Cerebral ischemia is accompanied by various cellular and molecular processes, which contribute to restoration of brain function after stroke (Wieloch and Nikolich, 2006, Murphy and Corbett, 2009). Especially inflammation impacts on neuroplasticity and long-term recovery (del Zoppo, 2010, Morrison and Filosa, 2013, Ruscher et al., 2013). In vivo visualization of inflammatory reactions may facilitate translation of novel therapies into clinical studies (Fumagalli et al., 2013, Heiss, 2014, Quattromani et al., 2014). Among others, magnetic resonance imaging (MRI) using ultra small supraparamagnetic iron oxide particles (USPIO) (Deddens et al., 2012, Marinescu et al., 2013) and positron emission tomography (PET) with the radiotracer [¹¹C]PK11195 (Schroeter et al., 2009, Jacobs et al., 2012) represent attractive approaches.

The lipophilic tracer [¹¹C]PK11195 binds to the 18-kDa translocator protein (TSPO), a cholesterol-transporter found on the membrane of mitochondria (Papadopoulos et al., 2006). After brain injury, its expression on microglia, astrocytes and macrophages increases, representing a target for imaging (Stephenson et al., 1995, Chen and Guilarte, 2008).

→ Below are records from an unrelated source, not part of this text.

//! Vitte IR - front-end storage and identity types
//!
//! This crate contains the data structures every later compiler stage
//! builds on:
//! - [`Arena`]: bump allocation with mark/rewind
//! - [`Interner`]: deduplicated byte strings behind [`InternedRef`]
//! - [`AstIds`]: node ids and per-unit [`Symbol`]s
//! - [`AstTree`]: index-based AST with checked parent/child relations
//! - [`Span`]: source locations
//!
//! # Design Philosophy
//!
//! - **Handles, not pointers**: arena bytes, interned strings, symbols and
//!   nodes are all addressed by small copyable indices.
//! - **Fallible allocation**: every operation that can grow storage returns
//!   `Result` so callers turn exhaustion into a diagnostic.
//! - **One compilation unit, one owner**: none of these types are shared
//!   across threads.

/// Compile-time assertion that a type has a specific size.
///
/// Used to prevent accidental size regressions in frequently-allocated types.
#[macro_export]
macro_rules! static_assert_size {
    ($ty:ty, $size:expr) => {
        const _: [(); $size] = [(); ::std::mem::size_of::<$ty>()];
    };
}

pub mod arena;
pub mod ast;
mod ast_ids;
pub mod intern;
mod interner;
mod span;

pub use arena::{Arena, ArenaConfig, ArenaError, ArenaSlice, Mark};
pub use ast::{AstTree, NodeData, NodeIdx, NodeKind, Owner, TreeError};
pub use ast_ids::{AstIds, IdError, NodeId, Symbol};
pub use intern::{InternError, InternIndex, InternTable};
pub use interner::{InternedRef, Interner};
pub use span::{Span, SpanError};
//! Stable diagnostic code registry.
//!
//! Codes are a wire contract: tools match on the number (`E0103`) or the
//! name (`LEX_UNTERMINATED_STRING`), so a shipped code is never renumbered
//! or reused. New codes are appended to their family.
//!
//! Families by number:
//! - 1xx: lexer
//! - 2xx: parser
//! - 3xx: name resolution and semantic checks
//! - 4xx: types
//! - 5xx: IR
//! - 6xx: codegen and link
//! - 7xx: I/O, configuration, toolchain
//! - 9xx: internal
//! - 1000 and up: warnings

use std::fmt;

macro_rules! diag_codes {
    ($(
        $(#[$doc:meta])*
        $variant:ident = $number:literal, $name:literal, $message:literal;
    )*) => {
        /// Registered diagnostic code.
        #[derive(Copy, Clone, Eq, PartialEq, Hash, Debug, PartialOrd, Ord)]
        pub enum DiagCode {
            $(
                $(#[$doc])*
                $variant,
            )*
        }

        impl DiagCode {
            /// Every registered code, in numeric order.
            pub const ALL: &[DiagCode] = &[$(DiagCode::$variant),*];

            /// Numeric value.
            pub const fn number(self) -> u16 {
                match self {
                    $(DiagCode::$variant => $number,)*
                }
            }

            /// Display form, e.g. `"E0103"`.
            pub const fn as_str(self) -> &'static str {
                match self {
                    $(DiagCode::$variant => stringify!($variant),)*
                }
            }

            /// Symbolic name, e.g. `"LEX_UNTERMINATED_STRING"`.
            pub const fn name(self) -> &'static str {
                match self {
                    $(DiagCode::$variant => $name,)*
                }
            }

            /// Message used when the reporter has nothing more specific.
            pub const fn default_message(self) -> &'static str {
                match self {
                    $(DiagCode::$variant => $message,)*
                }
            }
        }
    };
}

diag_codes! {
    // Lexer (1xx)
    /// Byte that starts no token
    E0101 = 101, "LEX_INVALID_CHAR", "invalid character";
    /// Malformed UTF-8 sequence
    E0102 = 102, "LEX_INVALID_UTF8", "invalid UTF-8 sequence";
    /// String literal without closing quote
    E0103 = 103, "LEX_UNTERMINATED_STRING", "unterminated string literal";
    /// Unknown escape sequence
    E0104 = 104, "LEX_INVALID_ESCAPE", "invalid escape sequence";
    /// Malformed numeric literal
    E0105 = 105, "LEX_INVALID_NUMBER", "invalid numeric literal";
    /// Integer literal out of range
    E0106 = 106, "LEX_OVERFLOW_INT", "integer literal overflow";
    /// Float literal out of range
    E0107 = 107, "LEX_OVERFLOW_FLOAT", "float literal overflow";
    /// NUL byte in source text
    E0108 = 108, "LEX_NUL_IN_SOURCE", "NUL byte in source";
    /// Input ended inside a token
    E0109 = 109, "LEX_UNEXPECTED_EOF", "unexpected end of file";

    // Parser (2xx)
    /// Token not valid here
    E0201 = 201, "PARSE_UNEXPECTED_TOKEN", "unexpected token";
    /// A specific token was required
    E0202 = 202, "PARSE_EXPECTED_TOKEN", "expected token";
    /// `.end` with no open block, or closing the wrong kind of block
    E0203 = 203, "PARSE_MISMATCHED_TERMINATOR", "mismatched terminator";
    /// Identifier required
    E0204 = 204, "PARSE_EXPECTED_IDENT", "expected identifier";
    /// Type required
    E0205 = 205, "PARSE_EXPECTED_TYPE", "expected type";
    /// Expression required
    E0206 = 206, "PARSE_EXPECTED_EXPR", "expected expression";
    /// Statement required
    E0207 = 207, "PARSE_EXPECTED_STMT", "expected statement";
    /// Block still open at end of input
    E0208 = 208, "PARSE_UNCLOSED_BLOCK", "expected block terminator";
    /// Closing bracket does not match the opening one
    E0209 = 209, "PARSE_MISMATCHED_DELIM", "mismatched delimiter";
    /// Nesting too deep
    E0210 = 210, "PARSE_RECURSION_LIMIT", "parser recursion limit exceeded";

    // Resolution and semantic checks (3xx)
    /// Name not found
    E0301 = 301, "SEMA_UNDEFINED_NAME", "undefined name";
    /// Name defined twice in one scope
    E0302 = 302, "SEMA_REDEFINED_NAME", "redefined name";
    /// Left side cannot be assigned
    E0303 = 303, "SEMA_INVALID_ASSIGN_TARGET", "invalid assignment target";
    /// `break` outside a loop
    E0304 = 304, "SEMA_INVALID_BREAK", "break outside loop";
    /// `continue` outside a loop
    E0305 = 305, "SEMA_INVALID_CONTINUE", "continue outside loop";
    /// `ret` outside a function
    E0306 = 306, "SEMA_RETURN_OUTSIDE_FN", "return outside function";
    /// Assignment to a constant
    E0307 = 307, "SEMA_CONST_ASSIGN", "cannot assign to const";
    /// Several candidates match
    E0308 = 308, "RESOLVE_AMBIGUOUS", "ambiguous resolution";
    /// Item not visible here
    E0309 = 309, "RESOLVE_PRIVATE_ITEM", "access to private item";
    /// Resolution depends on itself
    E0310 = 310, "RESOLVE_CYCLE", "resolution cycle";

    // Types (4xx)
    /// Types do not agree
    E0401 = 401, "TYPE_MISMATCH", "type mismatch";
    /// Inference had no answer
    E0402 = 402, "TYPE_CANNOT_INFER", "cannot infer type";
    /// Type name not found
    E0403 = 403, "TYPE_UNKNOWN", "unknown type";
    /// Wrong number of type arguments
    E0404 = 404, "TYPE_ARITY_MISMATCH", "type arity mismatch";

    // IR (5xx)
    /// IR failed validation
    E0501 = 501, "IR_INVALID", "invalid IR";
    /// Construct not lowered yet
    E0502 = 502, "IR_UNSUPPORTED", "unsupported IR feature";

    // Codegen and link (6xx)
    /// Target not supported
    E0601 = 601, "CG_UNSUPPORTED_TARGET", "unsupported target";
    /// Backend invariant broken
    E0602 = 602, "CG_INTERNAL_ASSERT", "codegen internal assertion";
    /// Linker failed
    E0603 = 603, "LINK_FAILED", "link failed";

    // I/O, configuration, toolchain (7xx)
    /// Path could not be opened
    E0701 = 701, "IO_OPEN_FAILED", "failed to open path";
    /// Read failed
    E0702 = 702, "IO_READ_FAILED", "failed to read";
    /// Write failed
    E0703 = 703, "IO_WRITE_FAILED", "failed to write";
    /// Path exceeds platform limit
    E0704 = 704, "IO_PATH_TOO_LONG", "path too long";
    /// Configuration is malformed
    E0711 = 711, "CFG_INVALID", "invalid configuration";
    /// Configuration lacks a required field
    E0712 = 712, "CFG_MISSING_FIELD", "missing configuration field";
    /// External tool not found
    E0721 = 721, "TC_MISSING_TOOL", "missing tool";
    /// External tool output unusable
    E0722 = 722, "TC_BAD_TOOL_OUTPUT", "tool produced invalid output";

    // Internal (9xx)
    /// A pass failed without reporting why
    E0901 = 901, "INTERNAL_PASS_FAILED", "internal error: pass failed without a diagnostic";
    /// Arena or table storage exhausted
    E0902 = 902, "INTERNAL_OUT_OF_MEMORY", "out of memory";
    /// Code path believed unreachable
    E0903 = 903, "INTERNAL_UNREACHABLE", "internal unreachable";

    // Warnings (1000+)
    /// Tokens left after a complete parse
    W1001 = 1001, "PARSE_TRAILING_TOKENS", "trailing tokens after parse";
    /// Statement can never run
    W1002 = 1002, "SEMA_UNREACHABLE", "unreachable code";
}

/// Whether a numeric code lies in the error range (1 through 999).
///
/// This is a range check only; a [`Diagnostic`](crate::Diagnostic) carries
/// its own severity, which is what emission trusts.
pub const fn is_error(number: u16) -> bool {
    matches!(number, 1..=999)
}

impl DiagCode {
    /// Whether this code lies in the error range.
    pub const fn is_error(self) -> bool {
        is_error(self.number())
    }

    /// Look up a code by number.
    pub fn from_number(number: u16) -> Option<DiagCode> {
        Self::ALL.iter().find(|c| c.number() == number).copied()
    }

    /// Look up a code by symbolic name.
    pub fn from_name(name: &str) -> Option<DiagCode> {
        Self::ALL.iter().find(|c| c.name() == name).copied()
    }
}

impl fmt::Display for DiagCode {
    fn fmt(&self, f: &mut fmt::Formatter<'_>) -> fmt::Result {
        f.write_str(self.as_str())
    }
}

/// Parse a code string like `"E0103"` (case-insensitive).
impl std::str::FromStr for DiagCode {
    type Err = ();

    fn from_str(s: &str) -> Result<Self, Self::Err> {
        let upper = s.to_uppercase();
        Self::ALL
            .iter()
            .find(|code| code.as_str() == upper)
            .copied()
            .ok_or(())
    }
}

Unfortunately the method is limited due to short half-life of ¹¹C and low signal-to-noise ratio (Jucaite et al., 2012, Dickens et al., 2014). Moreover radiosynthesis of [¹¹C]PK11195 is very time consuming and expensive.

In MRI, intravenously applied USPIOs lead to hypointense T2^∗-signal changes in the lesioned central nervous system (CNS) by invasion of USPIO-loaded macrophages (Nighoghossian et al., 2007, Desestret et al., 2013). This was shown to occur independently of a potentially associated blood–brain barrier breakdown (Stoll and Bendszus, 2010, Yang et al., 2013). Translational approaches demonstrated USPIO+ phagocytes also in the human CNS after stroke (Saleh et al., 2004, Saleh et al., 2007). However, these findings have been questioned by studies using transient stroke models in high-field MRI (Desestret et al., 2009, Farr et al., 2011, Harms et al., 2013). In addition dysregulation of natural neuroinflammatory responses by USPIOs has been discussed (Siglienti et al., 2006, Hsiao et al., 2008). Recent results furthermore suggest that iron deposition naturally occurs after stroke (Danielisova et al., 2004, Li et al., 2009, Hagemeier et al., 2012) and other diseases associated with persistent microglia activation (Zivadinov et al., 2011).

The present study was conducted to evaluate the validity of combined imaging by USPIO-MRI and [¹¹C]PK11195-PET as a method to longitudinally and intraindividually analyze stroke-induced inflammatory processes in the living organism.